Handheld search and rescue sensor uses IoT, smartphone
The mobile TigerStrike Lite platform uses the company’s Intelligent Radio Direction Finding (iRDF) technology to read three different types of distress signals: personal locator beacons (PLBs), emergency locator transmitters (ELTs), and the emergency position indicating radio beacons (EPIRBs) used in maritime applications. To find a signal’s location, the TigerStrike Lite device takes a single vector reading from two fixed locations, enabling it to pinpoint a signal to within an accuracy of five degrees, the company says.

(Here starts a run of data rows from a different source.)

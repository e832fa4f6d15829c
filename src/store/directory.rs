//! Named subspaces.
//!
//! The directory layer maps a path of names to a short, allocated key
//! prefix so tenants get compact, disjoint keyspaces. Metadata lives under
//! the node subspace (`0xFE`):
//!
//! ```text
//! node ++ ("path",  seg, ...) → allocated prefix
//! node ++ ("layer", seg, ...) → layer tag
//! node ++ ("counter",)        → last allocated id (tuple int)
//! ```
//!
//! Path segments are packed as byte strings, so two names differing in any
//! byte get distinct directories. Allocated prefixes are tuple-encoded
//! integers in the content subspace, so they never collide with each other
//! or with the node subspace.

use super::tuple::{self, Element};
use super::{Database, StoreError, StoreResult, Subspace, Transaction};
use tracing::debug;

/// Prefix under which directory metadata is kept.
pub const NODE_PREFIX: u8 = 0xFE;

/// Commit attempts before a metadata conflict is surfaced.
const MAX_ATTEMPTS: usize = 5;

/// An opened directory.
#[derive(Debug, Clone, PartialEq, Eq)]
pub struct DirectorySubspace {
    path: Vec<Vec<u8>>,
    layer: Vec<u8>,
    subspace: Subspace,
}

impl DirectorySubspace {
    /// Path the directory was opened at.
    pub fn path(&self) -> &[Vec<u8>] {
        &self.path
    }

    /// Layer tag recorded at creation.
    pub fn layer(&self) -> &[u8] {
        &self.layer
    }

    /// Key space allocated to the directory.
    pub fn subspace(&self) -> &Subspace {
        &self.subspace
    }

    /// Human readable path, `/`-joined.
    pub fn display_path(&self) -> String {
        display(&self.path)
    }
}

/// Directory layer over a [`Database`].
#[derive(Debug, Clone)]
pub struct DirectoryLayer {
    node: Subspace,
    content: Subspace,
}

impl Default for DirectoryLayer {
    fn default() -> Self {
        Self {
            node: Subspace::from_bytes(vec![NODE_PREFIX]),
            content: Subspace::default(),
        }
    }
}

impl DirectoryLayer {
    /// Directory layer rooted at the default node and content subspaces.
    pub fn new() -> Self {
        Self::default()
    }

    /// Open the directory at `path`, creating it if missing.
    ///
    /// A non-empty `layer` must match the tag recorded at creation; an
    /// empty `layer` opens any directory.
    pub async fn create_or_open<S: AsRef<[u8]>>(
        &self,
        db: &dyn Database,
        path: &[S],
        layer: &[u8],
    ) -> StoreResult<DirectorySubspace> {
        validate_path(path)?;

        let mut attempt = 0;
        loop {
            attempt += 1;
            let mut txn = db.create_transaction()?;
            match self.create_or_open_in(txn.as_mut(), path, layer).await {
                Ok(dir) => return Ok(dir),
                Err(StoreError::NotCommitted) if attempt < MAX_ATTEMPTS => {
                    debug!(path = %self::display(path), attempt, "directory metadata conflict, retrying");
                }
                Err(e) => return Err(e),
            }
        }
    }

    /// Whether a directory exists at `path`.
    pub async fn exists<S: AsRef<[u8]>>(&self, db: &dyn Database, path: &[S]) -> StoreResult<bool> {
        validate_path(path)?;
        let mut txn = db.create_transaction()?;
        let key = self.path_key(path);
        Ok(txn.get(&key).await?.is_some())
    }

    async fn create_or_open_in<S: AsRef<[u8]>>(
        &self,
        txn: &mut dyn Transaction,
        path: &[S],
        layer: &[u8],
    ) -> StoreResult<DirectorySubspace> {
        let path_key = self.path_key(path);
        let layer_key = self.node.pack(&tagged("layer", path));

        if let Some(prefix) = txn.get(&path_key).await? {
            let stored = txn.get(&layer_key).await?.unwrap_or_default();
            if !layer.is_empty() && &stored[..] != layer {
                return Err(StoreError::IncompatibleLayer {
                    expected: String::from_utf8_lossy(layer).into_owned(),
                    found: String::from_utf8_lossy(&stored).into_owned(),
                });
            }
            txn.commit().await?;
            return Ok(self.opened(path, stored.to_vec(), prefix.to_vec()));
        }

        let counter_key = self.node.pack(&[Element::from("counter")]);
        let last = match txn.get(&counter_key).await? {
            Some(raw) => tuple::unpack(&raw)?
                .first()
                .and_then(Element::as_int)
                .ok_or_else(|| StoreError::InvalidDirectory {
                    reason: "corrupt prefix counter".to_string(),
                })?,
            None => 0,
        };
        let id = last + 1;
        let prefix = self.content.pack(&[Element::Int(id)]);

        txn.set(&counter_key, &tuple::pack(&[Element::Int(id)]));
        txn.set(&path_key, &prefix);
        txn.set(&layer_key, layer);
        txn.commit().await?;

        debug!(path = %self::display(path), id, "created directory");
        Ok(self.opened(path, layer.to_vec(), prefix))
    }

    fn path_key<S: AsRef<[u8]>>(&self, path: &[S]) -> Vec<u8> {
        self.node.pack(&tagged("path", path))
    }

    fn opened<S: AsRef<[u8]>>(
        &self,
        path: &[S],
        layer: Vec<u8>,
        prefix: Vec<u8>,
    ) -> DirectorySubspace {
        DirectorySubspace {
            path: path.iter().map(|seg| seg.as_ref().to_vec()).collect(),
            layer,
            subspace: Subspace::from_bytes(prefix),
        }
    }
}

fn tagged<S: AsRef<[u8]>>(tag: &str, path: &[S]) -> Vec<Element> {
    let mut elements = Vec::with_capacity(path.len() + 1);
    elements.push(Element::from(tag));
    elements.extend(path.iter().map(|seg| Element::from(seg.as_ref())));
    elements
}

fn display<S: AsRef<[u8]>>(path: &[S]) -> String {
    path.iter()
        .map(|seg| String::from_utf8_lossy(seg.as_ref()).into_owned())
        .collect::<Vec<_>>()
        .join("/")
}

fn validate_path<S: AsRef<[u8]>>(path: &[S]) -> StoreResult<()> {
    if path.is_empty() {
        return Err(StoreError::InvalidDirectory {
            reason: "path is empty".to_string(),
        });
    }
    if path.iter().any(|seg| seg.as_ref().is_empty()) {
        return Err(StoreError::InvalidDirectory {
            reason: "path contains an empty segment".to_string(),
        });
    }
    Ok(())
}

#[cfg(test)]
mod tests {
    use super::*;
    use crate::store::MemoryDatabase;

    #[tokio::test]
    async fn test_create_then_open_returns_same_prefix() {
        let db = MemoryDatabase::new();
        let layer = DirectoryLayer::new();

        let created = layer.create_or_open(&db, &["tenantA"], b"gateway").await.unwrap();
        let opened = layer.create_or_open(&db, &["tenantA"], b"gateway").await.unwrap();

        assert_eq!(created, opened);
        assert_eq!(created.layer(), b"gateway");
        assert_eq!(created.display_path(), "tenantA");
        assert!(layer.exists(&db, &["tenantA"]).await.unwrap());
        assert!(!layer.exists(&db, &["tenantB"]).await.unwrap());
    }

    #[tokio::test]
    async fn test_distinct_directories_are_disjoint() {
        let db = MemoryDatabase::new();
        let layer = DirectoryLayer::new();

        let a = layer.create_or_open(&db, &["tenantA"], b"").await.unwrap();
        let b = layer.create_or_open(&db, &["tenantB"], b"").await.unwrap();

        assert_ne!(a.subspace(), b.subspace());
        assert!(!a.subspace().contains(b.subspace().bytes()));
        assert!(!b.subspace().contains(a.subspace().bytes()));
        assert!(!a.subspace().contains(&[NODE_PREFIX]));
    }

    #[tokio::test]
    async fn test_layer_mismatch_is_rejected() {
        let db = MemoryDatabase::new();
        let layer = DirectoryLayer::new();
        layer.create_or_open(&db, &["t"], b"gateway").await.unwrap();

        let err = layer.create_or_open(&db, &["t"], b"other").await.unwrap_err();
        assert!(matches!(err, StoreError::IncompatibleLayer { .. }));

        // An empty layer opens whatever is there.
        let opened = layer.create_or_open(&db, &["t"], b"").await.unwrap();
        assert_eq!(opened.layer(), b"gateway");
    }

    #[tokio::test]
    async fn test_invalid_paths() {
        let db = MemoryDatabase::new();
        let layer = DirectoryLayer::new();

        assert!(matches!(
            layer.create_or_open::<&str>(&db, &[], b"").await,
            Err(StoreError::InvalidDirectory { .. })
        ));
        assert!(matches!(
            layer.create_or_open(&db, &["a", ""], b"").await,
            Err(StoreError::InvalidDirectory { .. })
        ));
    }

    #[tokio::test]
    async fn test_nested_paths_are_independent() {
        let db = MemoryDatabase::new();
        let layer = DirectoryLayer::new();

        let parent = layer.create_or_open(&db, &["a"], b"").await.unwrap();
        let child = layer.create_or_open(&db, &["a", "b"], b"").await.unwrap();
        assert_eq!(child.path(), &[b"a".to_vec(), b"b".to_vec()]);
        assert_ne!(parent.subspace(), child.subspace());
    }

    #[tokio::test]
    async fn test_non_utf8_segments_are_distinct() {
        let db = MemoryDatabase::new();
        let layer = DirectoryLayer::new();

        let a = layer.create_or_open(&db, &[&b"t\xff"[..]], b"").await.unwrap();
        let b = layer.create_or_open(&db, &[&b"t\xfe"[..]], b"").await.unwrap();

        assert_ne!(a.subspace(), b.subspace());
        assert_eq!(a.path(), &[b"t\xff".to_vec()]);
        assert!(!layer.exists(&db, &["t\u{FFFD}"]).await.unwrap());
    }
}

The signal’s location can then be sent via an Android-based smartphone to the operational base of choice. Each vector is transmitted via Bluetooth to a smartphone equipped with the TigerStrike Lite app, which is physically mounted on top of the TigerStrike mobile unit.

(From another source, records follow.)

//! Command handlers and dispatch.
//!
//! # Command Table
//!
//! | Verb          | Arity | Precondition          | Reply                         |
//! |---------------|-------|-----------------------|-------------------------------|
//! | `ping`        | 1     | none                  | `PONG`                        |
//! | `quit`        | 1     | none                  | `OK`, then close              |
//! | `chroot`      | 4     | rebind allowed        | `OK`                          |
//! | `begin`       | 1     | bound, no transaction | `[READ_VERSION, n]`           |
//! | `cancel`      | 1     | transaction open      | `[CANCEL]`                    |
//! | `commit`      | 1     | transaction open      | `[COMMIT, n]` / `[CANCEL, e]` |
//! | `get`         | 2     | transaction open      | bulk or null                  |
//! | `set`         | 3     | transaction open      | `OK`                          |
//! | `clear`       | 2     | transaction open      | `OK`                          |
//! | `get_range`   | 3     | transaction open      | `[[k, v], ...]`               |
//! | `clear_range` | 3     | transaction open      | `OK`                          |
//!
//! Preconditions are checked before arity, so a data command on an unbound
//! session reports the missing `chroot` whatever its arguments. Unknown verbs
//! are reported lower-cased; arity errors echo the verb as sent.

pub mod connection;
pub mod data;
pub mod transactions;

use super::protocol::{Command, RespValue};
use super::session::Session;
use super::tenancy::TenantAuthorizer;
use super::GatewaySettings;
use crate::core::error::GatewayError;
use crate::store::{Database, DirectoryLayer, StoreResult};
use std::collections::HashMap;
use std::future::Future;
use std::pin::Pin;
use std::sync::Arc;
use thiserror::Error;

/// Result of command execution.
pub type CommandResult = Result<RespValue, GatewayError>;

/// Future returned by [`CommandHandler::execute`].
pub type CommandFuture<'a> = Pin<Box<dyn Future<Output = CommandResult> + Send + 'a>>;

/// Session state a handler requires before it runs.
#[derive(Debug, Clone, Copy, PartialEq, Eq)]
pub enum Precondition {
    /// Runs in any state.
    None,
    /// Runs unless a transaction is open and rebinding is disabled.
    Rebindable,
    /// Namespace bound and no transaction open.
    Idle,
    /// Namespace bound and a transaction open.
    Transaction,
}

/// Command handler trait.
///
/// Each verb implements this trait. Handlers own the session mutation for
/// their verb; the router only validates.
pub trait CommandHandler: Send + Sync {
    /// Execute the command.
    fn execute<'a>(
        &'a self,
        session: &'a mut Session,
        cmd: Command,
        state: Arc<CommandState>,
    ) -> CommandFuture<'a>;

    /// Lower-case verb.
    fn name(&self) -> &'static str;

    /// Exact number of elements, verb included.
    fn arity(&self) -> usize;

    /// Required session state.
    fn precondition(&self) -> Precondition {
        Precondition::None
    }
}

/// Shared state for command execution.
pub struct CommandState {
    db: Arc<dyn Database>,
    directories: DirectoryLayer,
    authorizer: TenantAuthorizer,
    settings: GatewaySettings,
}

impl CommandState {
    /// Create new command state.
    pub fn new(
        db: Arc<dyn Database>,
        directories: DirectoryLayer,
        authorizer: TenantAuthorizer,
        settings: GatewaySettings,
    ) -> Self {
        Self {
            db,
            directories,
            authorizer,
            settings,
        }
    }

    /// Open the authorization directory named in `settings` and build the
    /// state around it.
    pub async fn open(db: Arc<dyn Database>, settings: GatewaySettings) -> StoreResult<Self> {
        let directories = DirectoryLayer::new();
        let authorizer = TenantAuthorizer::open(
            Arc::clone(&db),
            &directories,
            &settings.authorization_directory,
        )
        .await?;
        Ok(Self::new(db, directories, authorizer, settings))
    }

    /// Backing store.
    pub fn db(&self) -> &Arc<dyn Database> {
        &self.db
    }

    /// Directory layer used for tenant namespaces.
    pub fn directories(&self) -> &DirectoryLayer {
        &self.directories
    }

    /// Credential checker.
    pub fn authorizer(&self) -> &TenantAuthorizer {
        &self.authorizer
    }

    /// Gateway settings.
    pub fn settings(&self) -> &GatewaySettings {
        &self.settings
    }
}

/// Handler registration failures.
#[derive(Debug, Clone, Error, PartialEq, Eq)]
pub enum RegistrationError {
    /// Handler reported an empty verb.
    #[error("command handler has an empty verb")]
    EmptyVerb,

    /// Verb already registered.
    #[error("command '{verb}' is already registered")]
    Duplicate { verb: String },
}

/// Routes commands to handlers by verb.
pub struct CommandRouter {
    /// Registered handlers, keyed by lower-case verb.
    handlers: HashMap<String, Arc<dyn CommandHandler>>,
}

impl CommandRouter {
    /// Create an empty router.
    pub fn new() -> Self {
        Self {
            handlers: HashMap::new(),
        }
    }

    /// Create a router with every gateway command registered.
    pub fn with_default_commands() -> Result<Self, RegistrationError> {
        let mut router = Self::new();

        // Connection commands
        router.register(Arc::new(connection::PingHandler))?;
        router.register(Arc::new(connection::QuitHandler))?;
        router.register(Arc::new(connection::ChrootHandler))?;

        // Transaction commands
        router.register(Arc::new(transactions::BeginHandler))?;
        router.register(Arc::new(transactions::CancelHandler))?;
        router.register(Arc::new(transactions::CommitHandler))?;

        // Data commands
        router.register(Arc::new(data::GetHandler))?;
        router.register(Arc::new(data::SetHandler))?;
        router.register(Arc::new(data::ClearHandler))?;
        router.register(Arc::new(data::GetRangeHandler))?;
        router.register(Arc::new(data::ClearRangeHandler))?;

        Ok(router)
    }

    /// Register a command handler.
    pub fn register(&mut self, handler: Arc<dyn CommandHandler>) -> Result<(), RegistrationError> {
        let verb = handler.name().to_ascii_lowercase();
        if verb.is_empty() {
            return Err(RegistrationError::EmptyVerb);
        }
        if self.handlers.contains_key(&verb) {
            return Err(RegistrationError::Duplicate { verb });
        }
        self.handlers.insert(verb, handler);
        Ok(())
    }

    /// Get a handler for a verb, case-insensitively.
    pub fn get(&self, verb: &str) -> Option<&Arc<dyn CommandHandler>> {
        self.handlers.get(&verb.to_ascii_lowercase())
    }

    /// Execute a command.
    pub async fn execute(
        &self,
        session: &mut Session,
        cmd: Command,
        state: Arc<CommandState>,
    ) -> CommandResult {
        let verb = cmd.normalized_verb();
        let handler = self
            .get(&verb)
            .ok_or_else(|| GatewayError::unknown_command(&verb))?;

        check_precondition(handler.precondition(), session, &state)?;

        // Arity errors echo the verb as the client sent it.
        if cmd.arity() != handler.arity() {
            return Err(GatewayError::wrong_arity(&cmd.verb));
        }

        handler.execute(session, cmd, state).await
    }

    /// Execute a command and render the outcome as a reply.
    pub async fn dispatch(
        &self,
        session: &mut Session,
        cmd: Command,
        state: Arc<CommandState>,
    ) -> RespValue {
        match self.execute(session, cmd, state).await {
            Ok(reply) => reply,
            Err(e) => RespValue::Error(e.to_resp()),
        }
    }

    /// All registered verbs, sorted.
    pub fn commands(&self) -> Vec<&str> {
        let mut verbs: Vec<&str> = self.handlers.keys().map(|s| s.as_str()).collect();
        verbs.sort_unstable();
        verbs
    }
}

impl Default for CommandRouter {
    fn default() -> Self {
        Self::new()
    }
}

fn check_precondition(
    precondition: Precondition,
    session: &Session,
    state: &CommandState,
) -> Result<(), GatewayError> {
    match precondition {
        Precondition::None => Ok(()),
        Precondition::Rebindable => {
            if session.has_transaction() && !state.settings().allow_rebind_with_open_transaction {
                return Err(GatewayError::RebindWithOpenTransaction);
            }
            Ok(())
        }
        Precondition::Idle => {
            if session.namespace().is_none() {
                return Err(GatewayError::NoNamespace);
            }
            if session.has_transaction() {
                return Err(GatewayError::TransactionAlreadyOpen);
            }
            Ok(())
        }
        Precondition::Transaction => {
            if session.namespace().is_none() {
                return Err(GatewayError::NoNamespace);
            }
            if !session.has_transaction() {
                return Err(GatewayError::NoTransaction);
            }
            Ok(())
        }
    }
}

Rescuers are provided with a sophisticated analysis, route, and ETA to the target area. This represents the first time, says the company, that search and rescue has used both the power of smartphones and the connectivity of IoT to such potential life-saving effect.

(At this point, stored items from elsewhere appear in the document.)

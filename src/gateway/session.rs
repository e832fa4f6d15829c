//! Per-connection session state.
//!
//! ```text
//!   Unbound ──chroot──▶ Bound ──begin──▶ TxOpen
//!                         ▲                │
//!                         └─commit/cancel──┘
//! ```
//!
//! A session owns at most one transaction handle. Dropping the session
//! abandons the handle without committing.

use crate::net::ConnectionId;
use crate::store::{DirectorySubspace, Transaction};
use std::net::SocketAddr;
use tracing::debug;

/// Observable lifecycle state.
#[derive(Debug, Clone, Copy, PartialEq, Eq)]
pub enum SessionState {
    /// No namespace bound.
    Unbound,
    /// Namespace bound, no transaction.
    Bound,
    /// Namespace bound and a transaction open.
    TxOpen,
}

/// State of one client connection.
pub struct Session {
    id: ConnectionId,
    remote_addr: Option<SocketAddr>,
    namespace: Option<DirectorySubspace>,
    transaction: Option<Box<dyn Transaction>>,
    closing: bool,
}

impl Session {
    /// Create a session for a freshly accepted connection.
    pub fn new(id: ConnectionId, remote_addr: Option<SocketAddr>) -> Self {
        Self {
            id,
            remote_addr,
            namespace: None,
            transaction: None,
            closing: false,
        }
    }

    /// Connection ID.
    pub fn id(&self) -> ConnectionId {
        self.id
    }

    /// Peer address, when known.
    pub fn remote_addr(&self) -> Option<SocketAddr> {
        self.remote_addr
    }

    /// Current lifecycle state.
    pub fn state(&self) -> SessionState {
        match (&self.namespace, &self.transaction) {
            (None, _) => SessionState::Unbound,
            (Some(_), None) => SessionState::Bound,
            (Some(_), Some(_)) => SessionState::TxOpen,
        }
    }

    /// Bound namespace.
    pub fn namespace(&self) -> Option<&DirectorySubspace> {
        self.namespace.as_ref()
    }

    /// Bind (or rebind) a namespace. The open transaction, if any, is kept.
    pub fn bind(&mut self, namespace: DirectorySubspace) {
        debug!(conn = %self.id, namespace = %namespace.display_path(), "namespace bound");
        self.namespace = Some(namespace);
    }

    /// Whether a transaction is open.
    pub fn has_transaction(&self) -> bool {
        self.transaction.is_some()
    }

    /// Install a freshly created transaction.
    pub fn open_transaction(&mut self, transaction: Box<dyn Transaction>) {
        debug!(conn = %self.id, "transaction opened");
        self.transaction = Some(transaction);
    }

    /// Open transaction.
    pub fn transaction_mut(&mut self) -> Option<&mut (dyn Transaction + 'static)> {
        self.transaction.as_deref_mut()
    }

    /// Remove the open transaction, leaving the session `Bound`.
    pub fn take_transaction(&mut self) -> Option<Box<dyn Transaction>> {
        self.transaction.take()
    }

    /// Namespace and transaction together, for data commands.
    pub fn scoped(&mut self) -> Option<(&DirectorySubspace, &mut (dyn Transaction + 'static))> {
        match (&self.namespace, &mut self.transaction) {
            (Some(namespace), Some(transaction)) => Some((namespace, transaction.as_mut())),
            _ => None,
        }
    }

    /// Ask the connection loop to close after the current reply.
    pub fn mark_closing(&mut self) {
        self.closing = true;
    }

    /// Whether the connection should close.
    pub fn is_closing(&self) -> bool {
        self.closing
    }

    /// Abandon any open transaction without committing.
    pub fn abandon(&mut self) {
        if let Some(mut transaction) = self.transaction.take() {
            transaction.cancel();
            debug!(conn = %self.id, "open transaction abandoned");
        }
    }
}

impl std::fmt::Debug for Session {
    fn fmt(&self, f: &mut std::fmt::Formatter<'_>) -> std::fmt::Result {
        f.debug_struct("Session")
            .field("id", &self.id)
            .field("remote_addr", &self.remote_addr)
            .field("namespace", &self.namespace.as_ref().map(|n| n.display_path()))
            .field("state", &self.state())
            .field("closing", &self.closing)
            .finish()
    }
}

“As the culmination of the needs of generations of search and rescue teams all over the world, the TigerStrike Lite will reinvent how future search and rescue operations are conducted,” says Firestorm UAV founder Murray Craig. “Instead of just looking for people or crash sites, we’ve created a portable and affordable device that actively hunts for the radio signals emitted by PLBs, ELTs, and EPIRBs. And that is the critical difference between finding people in enough time to save their lives, and finding them days later when it’s too late.”
TigerStrike Lite combines advanced GPS applications and signal processing to bring pinpoint precision to an intelligence, surveillance, and reconnaissance (ISR) market that, says the company, has previously been financially out of reach for average, hometown search and rescue operations. Until now, field beacon readers could cost tens of thousands of dollars, while TigerStrike Lite packages cost around $2,495.
TigerStrike technology has been successfully tested by the United States Navy in a trial SEAL recovery operation under a UAV. This was the first successful demonstration of a UAV-based radio direction finding system, the company says.